» **DATA FOR THE TASK**
//! Capacity timeline.
//!
//! An ordered, contiguous, non-overlapping sequence of [`CapacityInterval`]s
//! covering a resource's planning horizon.
//!
//! # Cursors
//!
//! Lookups return an opaque [`Cursor`] naming one interval. Passing a cursor
//! from a previous lookup back as a hint makes sequential access amortized
//! O(1): the hint is walked linearly for a few intervals before falling back
//! to binary search. A cursor carries no hidden state and is only meaningful
//! for the timeline that produced it; a stale cursor is ignored.
//!
//! # Rebuilding
//!
//! Committed blocks are merged into a static base profile as `Occupied`
//! intervals by [`rebuild`], a pure function producing a new timeline.

mod rebuild;

pub use rebuild::rebuild;

use crate::error::{CapacityError, CapacityResult};
use crate::models::{CapacityInterval, Tick};

/// Opaque position in a [`CapacityTimeline`].
#[derive(Debug, Clone, Copy, PartialEq, Eq, PartialOrd, Ord, Hash)]
pub struct Cursor(pub(crate) usize);

/// Ordered capacity intervals of one resource.
#[derive(Debug, Clone)]
pub struct CapacityTimeline {
    intervals: Vec<CapacityInterval>,
    walk_limit: usize,
}

impl CapacityTimeline {
    /// Creates a timeline, checking the ordering invariants.
    ///
    /// # Errors
    /// - [`CapacityError::NoCoverage`] if `intervals` is empty
    /// - [`CapacityError::EmptyInterval`] for a zero or negative duration
    /// - [`CapacityError::Discontiguous`] for a gap or overlap
    pub fn new(intervals: Vec<CapacityInterval>) -> CapacityResult<Self> {
        let Some(first) = intervals.first() else {
            return Err(CapacityError::NoCoverage(0));
        };
        let mut previous_end = first.start;
        for iv in &intervals {
            if iv.end <= iv.start {
                return Err(CapacityError::EmptyInterval {
                    start: iv.start,
                    end: iv.end,
                });
            }
            if iv.start != previous_end {
                return Err(CapacityError::Discontiguous {
                    previous_end,
                    next_start: iv.start,
                });
            }
            previous_end = iv.end;
        }
        Ok(Self {
            intervals,
            walk_limit: 8,
        })
    }

    /// A single online interval `[start, end)`.
    pub fn continuous(start: Tick, end: Tick) -> CapacityResult<Self> {
        Self::new(vec![CapacityInterval::online(start, end)])
    }

    /// Sets how far a hint is walked before binary search takes over.
    pub fn with_walk_limit(mut self, limit: usize) -> Self {
        self.walk_limit = limit;
        self
    }

    /// Intervals in time order.
    pub fn intervals(&self) -> &[CapacityInterval] {
        &self.intervals
    }

    /// Interval at `cursor`.
    #[inline]
    pub fn get(&self, cursor: Cursor) -> Option<&CapacityInterval> {
        self.intervals.get(cursor.0)
    }

    /// Start of the planning horizon.
    pub fn horizon_start(&self) -> Tick {
        self.intervals.first().map_or(0, |iv| iv.start)
    }

    /// End of the planning horizon.
    pub fn horizon_end(&self) -> Tick {
        self.intervals.last().map_or(0, |iv| iv.end)
    }

    /// Cursor of the first interval.
    pub fn first(&self) -> Cursor {
        Cursor(0)
    }

    /// Cursor of the last interval.
    pub fn last(&self) -> Cursor {
        Cursor(self.intervals.len().saturating_sub(1))
    }

    /// Cursor of the following interval.
    #[inline]
    pub fn next(&self, cursor: Cursor) -> Option<Cursor> {
        let i = cursor.0 + 1;
        (i < self.intervals.len()).then_some(Cursor(i))
    }

    /// Cursor of the preceding interval.
    #[inline]
    pub fn prev(&self, cursor: Cursor) -> Option<Cursor> {
        cursor.0.checked_sub(1).map(Cursor)
    }

    pub fn len(&self) -> usize {
        self.intervals.len()
    }

    pub fn is_empty(&self) -> bool {
        self.intervals.is_empty()
    }

    /// Interval containing `tick`, or the first one after it.
    ///
    /// # Errors
    /// [`CapacityError::NoCoverage`] if `tick` is at or past the horizon end.
    pub fn find_at_or_after(&self, tick: Tick, hint: Option<Cursor>) -> CapacityResult<Cursor> {
        if tick >= self.horizon_end() {
            return Err(CapacityError::NoCoverage(tick));
        }
        if tick < self.horizon_start() {
            return Ok(self.first());
        }
        Ok(self.locate(tick, hint))
    }

    /// Interval containing `tick`, or the last one before it.
    ///
    /// # Errors
    /// [`CapacityError::NoCoverage`] if `tick` is before the horizon start.
    pub fn find_at_or_before(&self, tick: Tick, hint: Option<Cursor>) -> CapacityResult<Cursor> {
        if tick < self.horizon_start() {
            return Err(CapacityError::NoCoverage(tick));
        }
        if tick >= self.horizon_end() {
            return Ok(self.last());
        }
        Ok(self.locate(tick, hint))
    }

    /// First online interval at or after `tick`.
    pub fn find_first_online_forward(&self, tick: Tick, hint: Option<Cursor>) -> Option<Cursor> {
        let mut cursor = self.find_at_or_after(tick, hint).ok()?;
        loop {
            if self.intervals[cursor.0].is_active() {
                return Some(cursor);
            }
            cursor = self.next(cursor)?;
        }
    }

    /// Last online interval at or before `tick`.
    pub fn find_first_online_backward(&self, tick: Tick, hint: Option<Cursor>) -> Option<Cursor> {
        let mut cursor = self.find_at_or_before(tick, hint).ok()?;
        loop {
            if self.intervals[cursor.0].is_active() {
                return Some(cursor);
            }
            cursor = self.prev(cursor)?;
        }
    }

    /// Whether an interval overlapping `[from, to)` clears changeovers.
    pub fn clears_changeovers_between(&self, from: Tick, to: Tick) -> bool {
        if from >= to {
            return false;
        }
        let lo = self.intervals.partition_point(|iv| iv.end <= from);
        self.intervals[lo..]
            .iter()
            .take_while(|iv| iv.start < to)
            .any(|iv| iv.clears_changeovers)
    }

    /// Index of the interval containing `tick`, which must lie within the horizon.
    fn locate(&self, tick: Tick, hint: Option<Cursor>) -> Cursor {
        if let Some(Cursor(mut i)) = hint.filter(|c| c.0 < self.intervals.len()) {
            for _ in 0..=self.walk_limit {
                let iv = &self.intervals[i];
                if iv.contains(tick) {
                    return Cursor(i);
                }
                if tick >= iv.end {
                    i += 1;
                } else if i == 0 {
                    break;
                } else {
                    i -= 1;
                }
                if i >= self.intervals.len() {
                    break;
                }
            }
        }
        Cursor(self.intervals.partition_point(|iv| iv.end <= tick))
    }
}

#[cfg(test)]
mod tests {
    use super::*;

    fn shifts() -> CapacityTimeline {
        CapacityTimeline::new(vec![
            CapacityInterval::online(0, 100),
            CapacityInterval::offline(100, 150),
            CapacityInterval::online(150, 500),
            CapacityInterval::offline(500, 600),
        ])
        .unwrap()
    }

    #[test]
    fn test_rejects_gaps_and_empty() {
        let gap = CapacityTimeline::new(vec![
            CapacityInterval::online(0, 10),
            CapacityInterval::online(20, 30),
        ]);
        assert_eq!(
            gap.unwrap_err(),
            CapacityError::Discontiguous {
                previous_end: 10,
                next_start: 20
            }
        );

        let empty = CapacityTimeline::new(vec![CapacityInterval::online(5, 5)]);
        assert!(matches!(empty, Err(CapacityError::EmptyInterval { .. })));
        assert!(CapacityTimeline::new(Vec::new()).is_err());
    }

    #[test]
    fn test_find_at_or_after() {
        let tl = shifts();
        assert_eq!(tl.find_at_or_after(0, None).unwrap(), Cursor(0));
        assert_eq!(tl.find_at_or_after(100, None).unwrap(), Cursor(1));
        assert_eq!(tl.find_at_or_after(499, None).unwrap(), Cursor(2));
        assert_eq!(tl.find_at_or_after(-50, None).unwrap(), Cursor(0));
        assert_eq!(
            tl.find_at_or_after(600, None).unwrap_err(),
            CapacityError::NoCoverage(600)
        );
    }

    #[test]
    fn test_find_at_or_before() {
        let tl = shifts();
        assert_eq!(tl.find_at_or_before(149, None).unwrap(), Cursor(1));
        assert_eq!(tl.find_at_or_before(10_000, None).unwrap(), Cursor(3));
        assert!(tl.find_at_or_before(-1, None).is_err());
    }

    #[test]
    fn test_hint_matches_binary_search() {
        let tl = shifts().with_walk_limit(1);
        for tick in [0, 99, 100, 149, 150, 499, 500, 599] {
            let expected = tl.find_at_or_after(tick, None).unwrap();
            for hint in 0..5 {
                assert_eq!(
                    tl.find_at_or_after(tick, Some(Cursor(hint))).unwrap(),
                    expected,
                    "tick {tick} hint {hint}"
                );
            }
        }
    }

    #[test]
    fn test_first_online() {
        let tl = shifts();
        assert_eq!(tl.find_first_online_forward(120, None), Some(Cursor(2)));
        assert_eq!(tl.find_first_online_forward(550, None), None);
        assert_eq!(tl.find_first_online_backward(120, None), Some(Cursor(0)));
        assert_eq!(tl.find_first_online_backward(550, None), Some(Cursor(2)));
    }

    #[test]
    fn test_navigation() {
        let tl = shifts();
        assert_eq!(tl.next(Cursor(3)), None);
        assert_eq!(tl.prev(Cursor(0)), None);
        assert_eq!(tl.next(Cursor(0)), Some(Cursor(1)));
        assert_eq!(tl.horizon_start(), 0);
        assert_eq!(tl.horizon_end(), 600);
    }

    #[test]
    fn test_clears_changeovers_between() {
        let tl = CapacityTimeline::new(vec![
            CapacityInterval::online(0, 100),
            CapacityInterval::offline(100, 200).clearing_changeovers(),
            CapacityInterval::online(200, 300),
        ])
        .unwrap();
        assert!(tl.clears_changeovers_between(50, 250));
        assert!(!tl.clears_changeovers_between(0, 100));
        assert!(!tl.clears_changeovers_between(200, 300));
    }
}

» **EXERCISE INSTRUCTIONS**
Everything from the line containing "assert!(!tl.clears_changeovers_between(0, 100));" to the end of the records must be written out exactly; include both of those lines and no others.

» **TASK RESPONSE**
        assert!(!tl.clears_changeovers_between(0, 100));
        assert!(!tl.clears_changeovers_between(200, 300));
    }
}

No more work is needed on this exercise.